In the late 1970's, the State of Connecticut sought to expand parking at the West Beach bath houses.  To do this, they excavated an area behind the beachfront, and I watched as hundreds of old poles 4 to 6 inches in diameter, were exposed.  At the time, I thought I was seeing1 the remains of a colonial bridge, but now realize that it was an old Native American fish trap that had been preserved in the acidic muck of the previous tidal environment.  I recall the state park had to send many of its large green dump trucks to carry away all the poles from the site.  Mr.

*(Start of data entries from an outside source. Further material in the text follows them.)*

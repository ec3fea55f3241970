//! Quiescence debouncer for the search box
//!
//! Time is passed in by the caller as an offset from any fixed origin, so
//! the browser binding can feed `performance.now()` and tests can feed
//! synthetic instants.

use std::time::Duration;

/// Input must be quiet this long before the search commits
pub const SEARCH_DEBOUNCE: Duration = Duration::from_millis(700);

#[derive(Debug, Clone)]
pub struct SearchDebouncer {
    window: Duration,
    pending: Option<String>,
    deadline: Option<Duration>,
}

impl Default for SearchDebouncer {
    fn default() -> Self {
        Self::new(SEARCH_DEBOUNCE)
    }
}

impl SearchDebouncer {
    pub fn new(window: Duration) -> Self {
        Self {
            window,
            pending: None,
            deadline: None,
        }
    }

    /// Record a keystroke; restarts the quiet window.
    pub fn input(&mut self, text: impl Into<String>, now: Duration) {
        self.pending = Some(text.into());
        self.deadline = Some(now + self.window);
    }

    /// Take the pending text once the window has elapsed.
    pub fn poll(&mut self, now: Duration) -> Option<String> {
        match self.deadline {
            Some(deadline) if now >= deadline => self.flush(),
            _ => None,
        }
    }

    /// Take the pending text immediately (Enter key, blur).
    pub fn flush(&mut self) -> Option<String> {
        self.deadline = None;
        self.pending.take()
    }

    /// Drop pending text without committing.
    pub fn cancel(&mut self) {
        self.deadline = None;
        self.pending = None;
    }

    /// When the pending text becomes due
    pub fn deadline(&self) -> Option<Duration> {
        self.deadline
    }

    /// Time left until `poll` would yield, from `now`
    pub fn remaining(&self, now: Duration) -> Option<Duration> {
        self.deadline.map(|deadline| deadline.saturating_sub(now))
    }

    pub fn pending(&self) -> Option<&str> {
        self.pending.as_deref()
    }

    pub fn window(&self) -> Duration {
        self.window
    }
}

Miller once told me of a fish trap in the area, but always thought it was Sound side, not in a salt pond behind the beach.  The practice of trapping fish in such a tidal breach/salt pond was common by Native Americans.  Fish would enter such a salt pond on the incoming tide and be trapped by a big brush fyke trap net.  Salt ponds were actually preferred for such "vee fykes" were common to catch alewife, flounder and eels.  Many have been found in Maine where the "V" stone wall configuration can be seen on aerial photographs.  At the time, I first thought that the original salt pond was being created or restored.  My enthusiasm waned as fill was trucked from the site, which yielded a silt-like gray to black sand with many clam and oyster shells, only to be replaced with crushed stone.  It was very evident that this area was tidal and even the excavation itself soon filled with seawater, and it became more of a dredging operation that an excavation one.  My disappointment yielded a letter to the Army Corps about several projects in 1979 and highlighted the need to rebuild, not fill in such salt ponds.

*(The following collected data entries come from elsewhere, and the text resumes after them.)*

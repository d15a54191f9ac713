//! `employee-ingest` publishes the data file dropped in an ingestion
//! directory as a Parquet artifact.
//!
//! One invocation of [`handler::handle`] runs the full pipeline:
//!
//! 1. **Locate** the source file among the directory's immediate entries
//!    (`.csv`, `.xlsx`, `.json`; CSV wins over spreadsheets, spreadsheets
//!    over JSON; within a kind the lexicographically first file name wins
//!    and the rest are surfaced as a response warning).
//! 2. **Normalize** spreadsheet and JSON sources to a CSV sibling on disk
//!    (spreadsheets need the `excel` feature, on by default).
//! 3. **Load** the CSV into a typed [`types::Table`]: bytes decode as
//!    ISO-8859-1, column types are inferred (int64, else float64, else
//!    bool, else text), empty cells become [`types::Value::Null`].
//! 4. **Strip markup**: when an `html_content` column exists, every cell is
//!    replaced by its extracted plain text (nulls become empty strings).
//! 5. **Publish** the table as Parquet (one OPTIONAL column per field, no
//!    row index column), overwriting the previous artifact.
//!
//! Failures never escape the handler: they come back as a response envelope
//! whose status code classifies them (see [`handler::IngestResponse`]).
//!
//! ## Quick example
//!
//! ```no_run
//! use employee_ingest::handler::{handle, IngestConfig, IngestRequest};
//! use employee_ingest::ingestion::IngestOptions;
//!
//! let config = IngestConfig::from_base_dir("/var/task");
//! let request = IngestRequest::default();
//! let response = handle(&config, &request, &IngestOptions::default());
//! println!("{} {}", response.status_code, response.body);
//! ```
//!
//! ## Observability (stdout logging + alert threshold)
//!
//! ```no_run
//! use std::sync::Arc;
//!
//! use employee_ingest::handler::{handle, IngestConfig, IngestRequest};
//! use employee_ingest::ingestion::IngestOptions;
//! use employee_ingest::observability::StdOutObserver;
//!
//! let config = IngestConfig::new("drops", "drops/employee_data.parquet");
//! let options = IngestOptions {
//!     observer: Some(Arc::new(StdOutObserver::default())),
//!     ..Default::default()
//! };
//! let response = handle(&config, &IngestRequest::default(), &options);
//! println!("{}", response.body);
//! ```
//!
//! ## Stage-level use
//!
//! The stages are public for embedders that need only part of the flow:
//!
//! ```no_run
//! use employee_ingest::columnar::write_parquet;
//! use employee_ingest::ingestion::{convert_to_csv, load_table, locate_source};
//!
//! # fn main() -> Result<(), employee_ingest::IngestError> {
//! let located = locate_source("drops")?;
//! let csv_path = convert_to_csv(&located.path, located.kind)?;
//! let table = load_table(&csv_path)?;
//! write_parquet(&table, "drops/employee_data.parquet")?;
//! println!("rows={}", table.row_count());
//! # Ok(())
//! # }
//! ```
//!
//! ## Modules
//!
//! - [`handler`]: request/response envelope and path configuration
//! - [`ingestion`]: locate, convert, load, markup, pipeline
//! - [`columnar`]: Parquet publication
//! - [`observability`]: run observers (stdout, file, composite)
//! - [`types`]: schema + in-memory table types
//! - [`error`]: error type used across the pipeline

pub mod columnar;
pub mod error;
pub mod handler;
pub mod ingestion;
pub mod observability;
pub mod types;

pub use error::{IngestError, IngestResult};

Erosion Control – CT Coastal Embayment Board Discussion

After Hurricane Gloria, the Connecticut Coastal Coves and Embayment Board (a state appointed volunteer board) briefly discussed the Hammonasset Beach issue.  Two suggestions surfaced.  The first was creation of two new rock groins one toward Tom's Creek which entrance had been "stabilized" in 1925 and the other towards Meigs Point.  Placement is critical and similar stabilization projects actually increased scouring/erosion in Rhode Island for salt ponds.  The groins should not be placed at the convergence of the two transport currents.  Groins also could slow the erosion if combined with a dredge project similar to the one in the 1960's.  A downside was normal erosion/accretion on either side of the new groin.  This is often called "step or ladder beaches," and some famous photographs from Florida illustrate the impact of a series of groins and jetties on shoreline sediment transport processes. 

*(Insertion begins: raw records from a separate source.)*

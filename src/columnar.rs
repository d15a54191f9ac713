//! Parquet publication.
//!
//! [`write_parquet`] serializes a [`Table`] to a Parquet file: one OPTIONAL
//! column per field, a single row group, no row index column. An existing
//! file at the target path is overwritten.

use std::fs::File;
use std::path::Path;
use std::sync::Arc;

use parquet::basic::{LogicalType, Repetition, Type as PhysicalType};
use parquet::column::writer::ColumnWriter;
use parquet::data_type::ByteArray;
use parquet::errors::ParquetError;
use parquet::file::properties::WriterProperties;
use parquet::file::writer::SerializedFileWriter;
use parquet::schema::types::Type;

use crate::error::{IngestError, IngestResult};
use crate::types::{DataType, Field, Table, Value};

/// Serialize `table` to a Parquet file at `path`, overwriting any existing file.
///
/// Every column is written OPTIONAL so [`Value::Null`] cells survive the
/// round trip. Type mapping: Int64 -> INT64, Float64 -> DOUBLE, Bool ->
/// BOOLEAN, Utf8 -> BYTE_ARRAY (String).
pub fn write_parquet(table: &Table, path: impl AsRef<Path>) -> IngestResult<()> {
    let schema = parquet_schema(table)?;
    let props = Arc::new(WriterProperties::builder().build());
    let file = File::create(path)?;

    let mut writer = SerializedFileWriter::new(file, schema, props)?;
    let mut row_group = writer.next_row_group()?;
    let mut index = 0usize;
    while let Some(mut column) = row_group.next_column()? {
        write_column(column.untyped(), table, index)?;
        column.close()?;
        index += 1;
    }
    row_group.close()?;
    writer.close()?;
    Ok(())
}

fn parquet_schema(table: &Table) -> IngestResult<Arc<Type>> {
    let mut fields = Vec::with_capacity(table.schema.fields.len());
    for field in &table.schema.fields {
        let builder = match field.data_type {
            DataType::Int64 => Type::primitive_type_builder(&field.name, PhysicalType::INT64),
            DataType::Float64 => Type::primitive_type_builder(&field.name, PhysicalType::DOUBLE),
            DataType::Bool => Type::primitive_type_builder(&field.name, PhysicalType::BOOLEAN),
            DataType::Utf8 => Type::primitive_type_builder(&field.name, PhysicalType::BYTE_ARRAY)
                .with_logical_type(Some(LogicalType::String)),
        };
        fields.push(Arc::new(
            builder.with_repetition(Repetition::OPTIONAL).build()?,
        ));
    }
    Ok(Arc::new(
        Type::group_type_builder("table").with_fields(fields).build()?,
    ))
}

fn write_column(writer: &mut ColumnWriter<'_>, table: &Table, index: usize) -> IngestResult<()> {
    let field = &table.schema.fields[index];
    // Definition level 1 marks a present cell, 0 a null; values below carry
    // only the present cells.
    let def_levels: Vec<i16> = table
        .column(index)
        .map(|v| i16::from(!v.is_null()))
        .collect();

    match writer {
        ColumnWriter::Int64ColumnWriter(w) => {
            let mut values = Vec::new();
            for (row_idx0, value) in table.column(index).enumerate() {
                match value {
                    Value::Int64(v) => values.push(*v),
                    Value::Null => {}
                    other => return Err(encode_error(field, row_idx0, other)),
                }
            }
            w.write_batch(&values, Some(&def_levels), None)?;
        }
        ColumnWriter::DoubleColumnWriter(w) => {
            let mut values = Vec::new();
            for (row_idx0, value) in table.column(index).enumerate() {
                match value {
                    Value::Float64(v) => values.push(*v),
                    Value::Null => {}
                    other => return Err(encode_error(field, row_idx0, other)),
                }
            }
            w.write_batch(&values, Some(&def_levels), None)?;
        }
        ColumnWriter::BoolColumnWriter(w) => {
            let mut values = Vec::new();
            for (row_idx0, value) in table.column(index).enumerate() {
                match value {
                    Value::Bool(v) => values.push(*v),
                    Value::Null => {}
                    other => return Err(encode_error(field, row_idx0, other)),
                }
            }
            w.write_batch(&values, Some(&def_levels), None)?;
        }
        ColumnWriter::ByteArrayColumnWriter(w) => {
            let mut values = Vec::new();
            for (row_idx0, value) in table.column(index).enumerate() {
                match value {
                    Value::Utf8(v) => values.push(ByteArray::from(v.as_str())),
                    Value::Null => {}
                    other => return Err(encode_error(field, row_idx0, other)),
                }
            }
            w.write_batch(&values, Some(&def_levels), None)?;
        }
        _ => {
            return Err(ParquetError::General(format!(
                "unsupported column writer for '{}'",
                field.name
            ))
            .into());
        }
    }

    Ok(())
}

fn encode_error(field: &Field, row_idx0: usize, found: &Value) -> IngestError {
    IngestError::Encode {
        column: field.name.clone(),
        row: row_idx0 + 1,
        expected: field.data_type.name(),
        found: found.type_name(),
    }
}
use std::fmt;
use std::fs::OpenOptions;
use std::io::Write;
use std::path::{Path, PathBuf};
use std::sync::{Arc, Mutex};
use std::time::{SystemTime, UNIX_EPOCH};

use crate::error::IngestError;
use crate::ingestion::locate::SourceKind;

/// Severity classification used for observer callbacks and alerting thresholds.
#[derive(Debug, Clone, Copy, PartialEq, Eq, PartialOrd, Ord)]
pub enum Severity {
    /// Informational event.
    Info,
    /// Warning-level event (non-fatal).
    Warning,
    /// Error-level event (run failed).
    Error,
    /// Critical error (typically I/O or other infrastructure failures).
    Critical,
}

/// Context about the run, passed to every observer callback.
#[derive(Debug, Clone)]
pub struct RunContext {
    /// Job name from the request payload.
    pub scraper_name: String,
    /// Run identifier from the request payload.
    pub run_scraper_id: String,
    /// Directory being ingested.
    pub ingestion_dir: PathBuf,
}

/// Stage events emitted by the pipeline, in run order.
#[derive(Debug, Clone)]
pub enum RunEvent {
    RunStarted,
    SourceLocated { path: PathBuf, kind: SourceKind },
    CandidatesIgnored { paths: Vec<PathBuf> },
    SourceConverted { source: PathBuf, csv: PathBuf },
    TableLoaded { rows: usize, columns: usize },
    MarkupStripped { cells: usize },
    ArtifactWritten { path: PathBuf, rows: usize },
}

/// Observer interface for pipeline runs.
///
/// Implementors can record metrics, logs, or trigger alerts.
pub trait RunObserver: Send + Sync {
    /// Called as the pipeline moves through its stages.
    fn on_event(&self, _ctx: &RunContext, _event: &RunEvent) {}

    /// Called when the run fails.
    fn on_failure(&self, _ctx: &RunContext, _severity: Severity, _error: &IngestError) {}

    /// Called when a failure meets the alert threshold.
    ///
    /// Default behavior forwards to [`Self::on_failure`].
    fn on_alert(&self, ctx: &RunContext, severity: Severity, error: &IngestError) {
        self.on_failure(ctx, severity, error)
    }
}

/// An observer that fans out callbacks to a list of observers.
#[derive(Default)]
pub struct CompositeObserver {
    observers: Vec<Arc<dyn RunObserver>>,
}

impl CompositeObserver {
    /// Create a new composite observer from a list of observers.
    pub fn new(observers: Vec<Arc<dyn RunObserver>>) -> Self {
        Self { observers }
    }
}

impl fmt::Debug for CompositeObserver {
    fn fmt(&self, f: &mut fmt::Formatter<'_>) -> fmt::Result {
        f.debug_struct("CompositeObserver")
            .field("observers_len", &self.observers.len())
            .finish()
    }
}

impl RunObserver for CompositeObserver {
    fn on_event(&self, ctx: &RunContext, event: &RunEvent) {
        for o in &self.observers {
            o.on_event(ctx, event);
        }
    }

    fn on_failure(&self, ctx: &RunContext, severity: Severity, error: &IngestError) {
        for o in &self.observers {
            o.on_failure(ctx, severity, error);
        }
    }

    fn on_alert(&self, ctx: &RunContext, severity: Severity, error: &IngestError) {
        for o in &self.observers {
            o.on_alert(ctx, severity, error);
        }
    }
}

/// Logs run progress to stdout, one line per stage.
#[derive(Debug, Default)]
pub struct StdOutObserver;

impl RunObserver for StdOutObserver {
    fn on_event(&self, ctx: &RunContext, event: &RunEvent) {
        match event {
            RunEvent::RunStarted => println!(
                "[ingest][run] scraper={} run_id={} dir={}",
                ctx.scraper_name,
                ctx.run_scraper_id,
                ctx.ingestion_dir.display()
            ),
            RunEvent::SourceLocated { path, kind } => {
                println!("[ingest][source] kind={kind:?} path={}", path.display())
            }
            RunEvent::CandidatesIgnored { paths } => println!(
                "[ingest][skip] ignored={}",
                join_paths(paths)
            ),
            RunEvent::SourceConverted { source, csv } => println!(
                "[ingest][convert] from={} to={}",
                source.display(),
                csv.display()
            ),
            RunEvent::TableLoaded { rows, columns } => {
                println!("[ingest][table] rows={rows} columns={columns}")
            }
            RunEvent::MarkupStripped { cells } => {
                println!("[ingest][markup] cells={cells}")
            }
            RunEvent::ArtifactWritten { path, rows } => {
                println!("[ingest][ok] path={} rows={}", path.display(), rows)
            }
        }
    }

    fn on_failure(&self, ctx: &RunContext, severity: Severity, error: &IngestError) {
        println!(
            "[ingest][{severity:?}] scraper={} run_id={} err={error}",
            ctx.scraper_name, ctx.run_scraper_id
        );
    }

    fn on_alert(&self, ctx: &RunContext, severity: Severity, error: &IngestError) {
        println!(
            "[ALERT][ingest][{severity:?}] scraper={} run_id={} err={error}",
            ctx.scraper_name, ctx.run_scraper_id
        );
    }
}

/// Appends run events to a local log file.
#[derive(Debug)]
pub struct FileObserver {
    path: PathBuf,
    lock: Mutex<()>,
}

impl FileObserver {
    /// Create a file observer that appends events to `path`.
    ///
    /// Writes are best-effort; failures to open/write the log file are ignored.
    pub fn new(path: impl AsRef<Path>) -> Self {
        Self {
            path: path.as_ref().to_path_buf(),
            lock: Mutex::new(()),
        }
    }

    fn append_line(&self, line: &str) {
        let _guard = self.lock.lock().ok();
        if let Ok(mut f) = OpenOptions::new().create(true).append(true).open(&self.path) {
            let _ = writeln!(f, "{line}");
        }
    }
}

impl RunObserver for FileObserver {
    fn on_event(&self, ctx: &RunContext, event: &RunEvent) {
        self.append_line(&format!(
            "{} scraper={} run_id={} event={event:?}",
            unix_ts(),
            ctx.scraper_name,
            ctx.run_scraper_id
        ));
    }

    fn on_failure(&self, ctx: &RunContext, severity: Severity, error: &IngestError) {
        self.append_line(&format!(
            "{} fail severity={severity:?} scraper={} run_id={} err={error}",
            unix_ts(),
            ctx.scraper_name,
            ctx.run_scraper_id
        ));
    }

    fn on_alert(&self, ctx: &RunContext, severity: Severity, error: &IngestError) {
        self.append_line(&format!(
            "{} ALERT severity={severity:?} scraper={} run_id={} err={error}",
            unix_ts(),
            ctx.scraper_name,
            ctx.run_scraper_id
        ));
    }
}

fn join_paths(paths: &[PathBuf]) -> String {
    paths
        .iter()
        .map(|p| p.display().to_string())
        .collect::<Vec<_>>()
        .join(",")
}

fn unix_ts() -> u64 {
    SystemTime::now()
        .duration_since(UNIX_EPOCH)
        .unwrap_or_default()
        .as_secs()
}
//! Core data model types for ingestion.
//!
//! The pipeline loads the normalized CSV into an in-memory [`Table`] whose
//! [`Schema`] is inferred from the data (see [`crate::ingestion::load`]).

/// Logical data type for a table column.
#[derive(Debug, Clone, Copy, PartialEq, Eq)]
pub enum DataType {
    /// 64-bit signed integer.
    Int64,
    /// 64-bit floating point number.
    Float64,
    /// Boolean.
    Bool,
    /// UTF-8 string.
    Utf8,
}

impl DataType {
    /// Lowercase name used in error messages.
    pub fn name(self) -> &'static str {
        match self {
            DataType::Int64 => "int64",
            DataType::Float64 => "float64",
            DataType::Bool => "bool",
            DataType::Utf8 => "utf8",
        }
    }
}

/// A single named, typed column in a [`Schema`].
#[derive(Debug, Clone, PartialEq, Eq)]
pub struct Field {
    /// Field/column name.
    pub name: String,
    /// Field data type.
    pub data_type: DataType,
}

impl Field {
    /// Create a new field.
    pub fn new(name: impl Into<String>, data_type: DataType) -> Self {
        Self {
            name: name.into(),
            data_type,
        }
    }
}

/// Ordered list of fields describing the shape of a [`Table`].
#[derive(Debug, Clone, PartialEq, Eq)]
pub struct Schema {
    /// Ordered list of fields.
    pub fields: Vec<Field>,
}

impl Schema {
    /// Create a new schema from fields.
    pub fn new(fields: Vec<Field>) -> Self {
        Self { fields }
    }

    /// Iterate field names in order.
    pub fn field_names(&self) -> impl Iterator<Item = &str> {
        self.fields.iter().map(|f| f.name.as_str())
    }

    /// Returns the index of a field by name, if present.
    pub fn index_of(&self, name: &str) -> Option<usize> {
        self.fields.iter().position(|f| f.name == name)
    }
}

/// A single typed value in a [`Table`].
#[derive(Debug, Clone, PartialEq)]
pub enum Value {
    /// Missing/empty value.
    Null,
    /// 64-bit signed integer.
    Int64(i64),
    /// 64-bit float.
    Float64(f64),
    /// Boolean.
    Bool(bool),
    /// UTF-8 string.
    Utf8(String),
}

impl Value {
    /// Lowercase name used in error messages.
    pub fn type_name(&self) -> &'static str {
        match self {
            Value::Null => "null",
            Value::Int64(_) => "int64",
            Value::Float64(_) => "float64",
            Value::Bool(_) => "bool",
            Value::Utf8(_) => "utf8",
        }
    }

    /// Whether this value is [`Value::Null`].
    pub fn is_null(&self) -> bool {
        matches!(self, Value::Null)
    }
}

/// In-memory table.
///
/// Rows are stored as `Vec<Vec<Value>>` in the same order as the [`Schema`] fields.
#[derive(Debug, Clone, PartialEq)]
pub struct Table {
    /// Schema describing row shape.
    pub schema: Schema,
    /// Row-major value storage.
    pub rows: Vec<Vec<Value>>,
}

impl Table {
    /// Create a table from schema and rows.
    pub fn new(schema: Schema, rows: Vec<Vec<Value>>) -> Self {
        Self { schema, rows }
    }

    /// Number of rows in the table.
    pub fn row_count(&self) -> usize {
        self.rows.len()
    }

    /// Number of columns in the table.
    pub fn column_count(&self) -> usize {
        self.schema.fields.len()
    }

    /// Iterate the cells of one column, top to bottom.
    ///
    /// # Panics
    ///
    /// Panics if `index` is out of bounds for the schema.
    pub fn column(&self, index: usize) -> impl Iterator<Item = &Value> {
        assert!(
            index < self.schema.fields.len(),
            "column index {} out of bounds for {} fields",
            index,
            self.schema.fields.len()
        );
        self.rows.iter().map(move |row| &row[index])
    }
}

A second option was the offshore placement of cut granite blocks 8' X 4' X 2' high.  They would be placed 800 feet shoreward of the low tide line.  They would act to disrupt the surge of water during storms by reducing the wave energy as an "underwater breakwater" directed toward the beachfront.  This option would not stop only slow the recessional/erosion movement of the beachfront that creates the split which can become the barrier inlet.  All agreed that without intervention, the beachfront would continue to recede, eventually splitting the beachfront dune line in this area which it has done twice since the 1950's.  A suggestion was made to place them further offshore in case they became popular recreational fishing areas as often is the case with more permanent breakwater projects.  (They often enhance the habitats for reef fishes.)

Environmental History

Evidence does indicate the presence of Native American coastal fishing village(s) 1,500 to 2,000 feet offshore of the current high tide line.  The 1960's hydraulic dredge operation pumped hundreds of artifacts ashore with the fill.  If estimates are correct, since the colonial period, Hammonasset Beach has eroded an average of 2 feet/yearly (from 1900 to 1955, 200 feet; since 1955, around 100 feet).  The age of the offshore site is suspected to be around 900 to 1100 AD placing it in the proximity of its current offshore location.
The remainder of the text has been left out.